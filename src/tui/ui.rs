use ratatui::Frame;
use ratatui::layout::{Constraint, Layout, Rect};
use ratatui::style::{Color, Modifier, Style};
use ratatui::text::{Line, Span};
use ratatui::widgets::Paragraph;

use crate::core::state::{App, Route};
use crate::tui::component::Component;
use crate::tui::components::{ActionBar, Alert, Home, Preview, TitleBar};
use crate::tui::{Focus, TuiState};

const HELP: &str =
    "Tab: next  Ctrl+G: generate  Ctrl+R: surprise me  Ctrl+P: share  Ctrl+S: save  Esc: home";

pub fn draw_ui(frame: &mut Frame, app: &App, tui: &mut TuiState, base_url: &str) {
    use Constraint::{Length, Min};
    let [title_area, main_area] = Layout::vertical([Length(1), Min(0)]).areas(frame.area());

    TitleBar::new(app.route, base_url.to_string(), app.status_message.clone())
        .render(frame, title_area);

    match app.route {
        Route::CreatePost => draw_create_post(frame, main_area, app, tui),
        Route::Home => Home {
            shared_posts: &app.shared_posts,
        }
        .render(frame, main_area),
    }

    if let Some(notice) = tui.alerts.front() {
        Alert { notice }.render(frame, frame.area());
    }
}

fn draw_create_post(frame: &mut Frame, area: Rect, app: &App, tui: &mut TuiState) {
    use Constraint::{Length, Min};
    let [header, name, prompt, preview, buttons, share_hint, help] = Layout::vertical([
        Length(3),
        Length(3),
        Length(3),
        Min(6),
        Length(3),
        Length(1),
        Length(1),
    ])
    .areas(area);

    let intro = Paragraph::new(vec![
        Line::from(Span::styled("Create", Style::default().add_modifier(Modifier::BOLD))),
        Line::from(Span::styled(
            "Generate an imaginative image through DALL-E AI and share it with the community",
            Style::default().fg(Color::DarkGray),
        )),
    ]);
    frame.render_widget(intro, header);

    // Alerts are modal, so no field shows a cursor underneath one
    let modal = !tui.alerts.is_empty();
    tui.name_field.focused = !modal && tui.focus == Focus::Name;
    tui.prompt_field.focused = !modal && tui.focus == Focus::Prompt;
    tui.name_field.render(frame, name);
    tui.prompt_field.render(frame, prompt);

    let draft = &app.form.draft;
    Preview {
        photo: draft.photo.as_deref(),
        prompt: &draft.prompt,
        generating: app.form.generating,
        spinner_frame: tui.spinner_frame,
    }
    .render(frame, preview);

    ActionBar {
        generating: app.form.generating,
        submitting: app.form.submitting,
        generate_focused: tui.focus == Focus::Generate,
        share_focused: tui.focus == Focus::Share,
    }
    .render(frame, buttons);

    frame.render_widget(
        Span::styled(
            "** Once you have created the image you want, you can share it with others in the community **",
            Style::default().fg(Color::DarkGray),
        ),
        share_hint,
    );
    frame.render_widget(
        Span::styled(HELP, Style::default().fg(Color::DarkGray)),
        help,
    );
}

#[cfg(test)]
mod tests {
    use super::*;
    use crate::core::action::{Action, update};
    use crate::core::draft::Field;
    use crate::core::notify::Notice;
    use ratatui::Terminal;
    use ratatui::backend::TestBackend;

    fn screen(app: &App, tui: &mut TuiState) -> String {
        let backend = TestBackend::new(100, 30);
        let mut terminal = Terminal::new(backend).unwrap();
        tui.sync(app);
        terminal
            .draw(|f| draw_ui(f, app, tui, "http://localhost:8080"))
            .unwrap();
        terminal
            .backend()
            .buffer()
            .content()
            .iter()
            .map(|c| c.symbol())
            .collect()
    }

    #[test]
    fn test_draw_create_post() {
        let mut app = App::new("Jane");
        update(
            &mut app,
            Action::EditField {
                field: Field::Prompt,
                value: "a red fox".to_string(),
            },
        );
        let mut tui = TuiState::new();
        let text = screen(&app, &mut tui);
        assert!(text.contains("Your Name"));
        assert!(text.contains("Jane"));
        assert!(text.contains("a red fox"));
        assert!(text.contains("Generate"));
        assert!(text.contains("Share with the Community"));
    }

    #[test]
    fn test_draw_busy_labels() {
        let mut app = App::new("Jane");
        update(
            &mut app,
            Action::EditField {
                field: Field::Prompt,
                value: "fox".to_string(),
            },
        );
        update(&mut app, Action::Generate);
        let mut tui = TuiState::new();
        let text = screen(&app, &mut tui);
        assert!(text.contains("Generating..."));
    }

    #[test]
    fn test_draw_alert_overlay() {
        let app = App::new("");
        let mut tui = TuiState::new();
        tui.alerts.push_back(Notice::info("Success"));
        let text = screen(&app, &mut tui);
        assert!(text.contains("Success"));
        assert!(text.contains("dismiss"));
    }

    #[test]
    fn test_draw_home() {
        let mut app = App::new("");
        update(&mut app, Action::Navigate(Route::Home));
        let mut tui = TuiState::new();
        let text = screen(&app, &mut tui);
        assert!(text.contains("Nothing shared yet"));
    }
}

====

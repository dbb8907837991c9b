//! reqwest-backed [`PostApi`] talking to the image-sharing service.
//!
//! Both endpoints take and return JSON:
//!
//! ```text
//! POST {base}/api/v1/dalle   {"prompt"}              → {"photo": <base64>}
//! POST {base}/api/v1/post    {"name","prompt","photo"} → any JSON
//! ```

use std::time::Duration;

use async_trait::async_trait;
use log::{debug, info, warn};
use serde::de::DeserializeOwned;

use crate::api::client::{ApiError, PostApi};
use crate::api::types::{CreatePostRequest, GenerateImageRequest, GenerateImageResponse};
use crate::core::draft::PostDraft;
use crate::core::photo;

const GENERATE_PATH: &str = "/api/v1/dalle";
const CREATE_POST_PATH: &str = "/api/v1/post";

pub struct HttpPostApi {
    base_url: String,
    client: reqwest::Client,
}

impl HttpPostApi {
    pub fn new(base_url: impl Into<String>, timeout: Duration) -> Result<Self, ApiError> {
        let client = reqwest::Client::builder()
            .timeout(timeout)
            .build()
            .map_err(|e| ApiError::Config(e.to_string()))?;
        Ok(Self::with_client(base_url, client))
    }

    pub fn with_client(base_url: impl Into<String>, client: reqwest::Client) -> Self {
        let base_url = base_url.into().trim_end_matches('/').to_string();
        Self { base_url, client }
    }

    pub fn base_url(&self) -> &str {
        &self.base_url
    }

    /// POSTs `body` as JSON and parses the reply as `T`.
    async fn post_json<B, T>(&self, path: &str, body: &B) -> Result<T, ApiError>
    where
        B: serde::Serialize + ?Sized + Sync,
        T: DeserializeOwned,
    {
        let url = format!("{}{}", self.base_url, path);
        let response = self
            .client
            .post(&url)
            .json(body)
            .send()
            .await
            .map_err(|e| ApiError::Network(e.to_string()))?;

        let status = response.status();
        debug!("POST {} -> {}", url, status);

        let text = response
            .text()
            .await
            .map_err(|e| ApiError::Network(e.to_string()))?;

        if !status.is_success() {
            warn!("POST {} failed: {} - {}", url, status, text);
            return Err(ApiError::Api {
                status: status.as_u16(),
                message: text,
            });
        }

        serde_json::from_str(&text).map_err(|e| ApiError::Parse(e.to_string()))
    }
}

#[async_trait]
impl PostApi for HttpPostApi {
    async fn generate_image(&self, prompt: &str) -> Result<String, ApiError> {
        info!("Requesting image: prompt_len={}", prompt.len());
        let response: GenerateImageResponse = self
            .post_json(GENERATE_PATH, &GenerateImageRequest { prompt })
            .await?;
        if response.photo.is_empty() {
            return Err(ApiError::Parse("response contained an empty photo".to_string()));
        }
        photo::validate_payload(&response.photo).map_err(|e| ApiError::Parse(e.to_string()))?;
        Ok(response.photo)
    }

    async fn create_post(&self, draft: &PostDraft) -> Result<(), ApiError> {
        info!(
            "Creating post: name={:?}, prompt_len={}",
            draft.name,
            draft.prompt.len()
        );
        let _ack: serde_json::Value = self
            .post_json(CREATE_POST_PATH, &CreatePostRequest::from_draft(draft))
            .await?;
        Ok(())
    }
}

====

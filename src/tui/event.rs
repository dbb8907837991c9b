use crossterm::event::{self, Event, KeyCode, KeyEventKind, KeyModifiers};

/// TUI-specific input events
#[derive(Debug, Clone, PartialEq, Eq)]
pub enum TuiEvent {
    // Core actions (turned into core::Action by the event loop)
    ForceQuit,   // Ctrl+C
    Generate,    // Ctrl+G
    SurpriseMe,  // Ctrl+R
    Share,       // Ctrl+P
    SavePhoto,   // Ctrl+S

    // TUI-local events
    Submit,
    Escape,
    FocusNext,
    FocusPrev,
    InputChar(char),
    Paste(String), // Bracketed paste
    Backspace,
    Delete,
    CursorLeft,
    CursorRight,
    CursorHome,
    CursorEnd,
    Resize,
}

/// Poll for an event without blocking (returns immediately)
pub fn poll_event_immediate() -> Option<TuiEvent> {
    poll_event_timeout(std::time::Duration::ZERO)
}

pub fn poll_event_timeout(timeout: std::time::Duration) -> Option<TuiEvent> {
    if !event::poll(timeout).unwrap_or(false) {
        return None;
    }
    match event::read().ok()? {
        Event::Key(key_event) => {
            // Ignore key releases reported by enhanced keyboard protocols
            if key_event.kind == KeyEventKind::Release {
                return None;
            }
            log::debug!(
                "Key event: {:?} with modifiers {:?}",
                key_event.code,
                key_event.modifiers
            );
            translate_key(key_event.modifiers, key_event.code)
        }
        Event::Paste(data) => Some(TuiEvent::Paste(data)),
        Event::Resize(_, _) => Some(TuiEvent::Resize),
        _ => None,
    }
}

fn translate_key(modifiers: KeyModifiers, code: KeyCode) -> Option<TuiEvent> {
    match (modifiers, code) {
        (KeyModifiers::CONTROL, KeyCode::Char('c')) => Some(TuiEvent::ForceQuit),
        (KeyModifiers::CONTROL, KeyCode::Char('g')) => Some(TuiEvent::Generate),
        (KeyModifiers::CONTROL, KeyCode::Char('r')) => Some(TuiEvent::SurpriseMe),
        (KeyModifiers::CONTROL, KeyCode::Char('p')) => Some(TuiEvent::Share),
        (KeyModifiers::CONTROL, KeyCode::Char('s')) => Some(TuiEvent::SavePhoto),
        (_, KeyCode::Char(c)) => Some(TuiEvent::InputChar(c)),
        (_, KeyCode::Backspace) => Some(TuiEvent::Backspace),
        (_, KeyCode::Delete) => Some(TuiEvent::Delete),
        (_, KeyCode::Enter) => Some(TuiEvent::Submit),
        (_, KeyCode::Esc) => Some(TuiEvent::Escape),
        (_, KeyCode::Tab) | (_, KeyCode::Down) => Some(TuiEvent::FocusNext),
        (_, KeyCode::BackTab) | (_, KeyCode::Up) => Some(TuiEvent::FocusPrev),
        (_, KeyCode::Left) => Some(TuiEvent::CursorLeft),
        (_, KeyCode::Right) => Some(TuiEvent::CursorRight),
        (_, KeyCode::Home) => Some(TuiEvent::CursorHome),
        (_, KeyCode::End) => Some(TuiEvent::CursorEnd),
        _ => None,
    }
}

====

Go through the entries and copy each line holding the string "Rect".

use ratatui::layout::{Constraint, Layout, Rect};
fn draw_create_post(frame: &mut Frame, area: Rect, app: &App, tui: &mut TuiState) {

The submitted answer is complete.